Начнём с самого очевидного — с крупного города в целом, который, впрочем, редко называют округой. Думая о составных частях города, мы никогда не должны забывать про это «вышестоящее» сообщество. Из этого источника приходит большая часть государственных денег, даже если в конечном счёте они идут из федеральной казны или казны штата. Здесь принимается большинство административных и стратегических решений, хороших и дурных. Здесь общее благо часто вступает в острейшее противоречие, явное или скрытое, с противозаконными или разрушительными интересами.

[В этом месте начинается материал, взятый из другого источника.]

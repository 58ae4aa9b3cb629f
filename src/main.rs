//! testrun CLI entry point

fn main() {
    // Structured logging to stderr, keeping stdout for the report; defaults to warn
    let _ = tracing_subscriber::fmt()
        .with_writer(std::io::stderr)
        .with_env_filter(
            tracing_subscriber::EnvFilter::try_from_default_env()
                .unwrap_or_else(|_| tracing_subscriber::EnvFilter::new("warn")),
        )
        .try_init();

    testrun::cli::run();
}
//! Harness-level errors.
//!
//! These are failures of the harness itself (bad registration, broken scheduling), never of a test body.
//! Test failures travel as [`RunOutcome`](super::outcome::RunOutcome) values instead.

use miette::Diagnostic;
use thiserror::Error;

use super::task_runner::ExecuteReport;

/// Errors that abort a whole run.
#[derive(Debug, Error, Diagnostic)]
pub enum HarnessError {
    #[error("FunctionPointers are repeating at index {index}, name '{name}'.")]
    #[diagnostic(
        code(testrun::duplicate_test),
        help("each test function must be registered exactly once")
    )]
    DuplicateTest { index: usize, name: String },

    #[error("the test at index {index} has an empty name")]
    #[diagnostic(code(testrun::empty_name))]
    EmptyName { index: usize },

    #[error("the total test count must be positive, got {total}")]
    #[diagnostic(code(testrun::invalid_total))]
    InvalidTotal { total: usize },

    #[error("failed to start worker thread {spawned} of {requested}: {source}")]
    #[diagnostic(
        code(testrun::worker_spawn),
        help("re-run with --sequential, or lower --jobs")
    )]
    WorkerSpawn {
        spawned: usize,
        requested: usize,
        #[source]
        source: std::io::Error,
        /// What the workers that did start (or the caller) collected before the error was returned.
        partial: Box<ExecuteReport>,
    },
}

impl HarnessError {
    /// Whether this error came from the scheduling machinery rather than from registration.
    pub fn is_infrastructure(&self) -> bool {
        matches!(self, HarnessError::WorkerSpawn { .. })
    }

    /// The report of a batch that ran to completion despite this error.
    pub fn partial_report(&self) -> Option<&ExecuteReport> {
        match self {
            HarnessError::WorkerSpawn { partial, .. } => Some(partial.as_ref()),
            _ => None,
        }
    }
}
//! Task-parallel test execution.
//!
//! ## Modules
//!
//! - `registry` - explicit test registry, duplicate guard, ordering
//! - `named` - work-item wrapper around one named test
//! - `context` - per-run shared state
//! - `task_runner` - pull-based scheduler
//! - `budget` - shared cap on worker threads for nested runs
//! - `cases` - parameterised sub-tests built on the scheduler
//! - `outcome` - classification of a single result
//! - `config` - run mode and harness configuration
//!
//! ## Design
//!
//! A test is a plain `fn() -> TestResult`. The scheduler never sees a test body directly: each one is
//! wrapped in a [`TestNamedFunctor`] that converts returned failures and panics into a [`RunOutcome`].
//! Only failures are kept; every failure carries the index of its test in the prepared list.

pub mod budget;
pub mod cases;
pub mod config;
pub mod context;
pub mod error;
pub mod named;
pub mod outcome;
pub mod registry;
pub mod task_runner;

pub use budget::ThreadBudget;
pub use cases::{CaseRunner, TestCase};
pub use config::{HarnessConfig, RunMode};
pub use context::{ContextStats, TestRunContext};
pub use error::HarnessError;
pub use named::TestNamedFunctor;
pub use outcome::RunOutcome;
pub use registry::{TestFn, TestFunction, TestRegistry};
pub use task_runner::{ExecuteOptions, ExecuteReport, FailedItem, FailureKind, TaskRunner, WorkFn, WorkItem};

Кроме того, на этом уровне возникают специфические сообщества заинтересованных лиц и инициативные группы. Округа, равная всему городу, — вот место, где люди, испытывающие особый интерес к театру, музыке или другим видам искусства, находят друг друга, в каких бы районах они ни жили. На этом уровне горожане, посвятившие себя определённой профессии или виду бизнеса, или же обеспокоенные некой проблемой, обмениваются идеями и порой предпринимают действия. Профессор П. Сарджент Флоренс, британский специалист по городской экономике, пишет: «Мой личный опыт говорит, что, если не брать в расчёт такие особые заповедники для интеллектуалов, как Оксфорд и Кембридж, для того чтобы иметь двадцать-тридцать знакомых с родственными интересами, мне необходим миллионный город!» Звучит, конечно, несколько снобистски — и тем не менее профессор Флоренс высказал здесь важную истину. Вполне естественно, ему хочется, чтобы он и его знакомые понимали друг друга. Когда Уильям Керк из Юнион Сеттлмент и Хелен Холл из Генри-стрит Сеттлмент — работники нью-йоркских социальных учреждений, отстоящих одно от другого на мили, — встречаются с людьми из журнала Consumers" Union чья редакция отстоит от их мест работы опять-таки на мили, с исследователями из Колумбийского университета и с попечителями некоего фонда, чтобы обсудить вред от ростовщиков, по совместительству торгующих в рассрочку, конкретным жителям и всему сообществу в жилых массивах для малообеспеченных, участники разговора понимают друг друга и, более того, могут соединить свои специфические знания с определёнными денежными средствами, чтобы получше разобраться в проблеме и найти способы её решения. Когда моя сестра Бетти, домохозяйка, участвует в разработке плана, по которому в манхэттенской государственной школе, где учится один из её детей, англоязычные родители помогают с домашней работой детям иммигрантов, не владеющих английским, и план работает, сведения об этом распространяются по всей заинтересованной округе, каковой является весь город; в результате однажды вечером Бетти оказывается далеко от дома — в бруклинском районе Бедфорд-Стайвесант, где разъясняет план десяти председателям местных родительско-педагогических ассоциаций и сама узнает кое-что новое.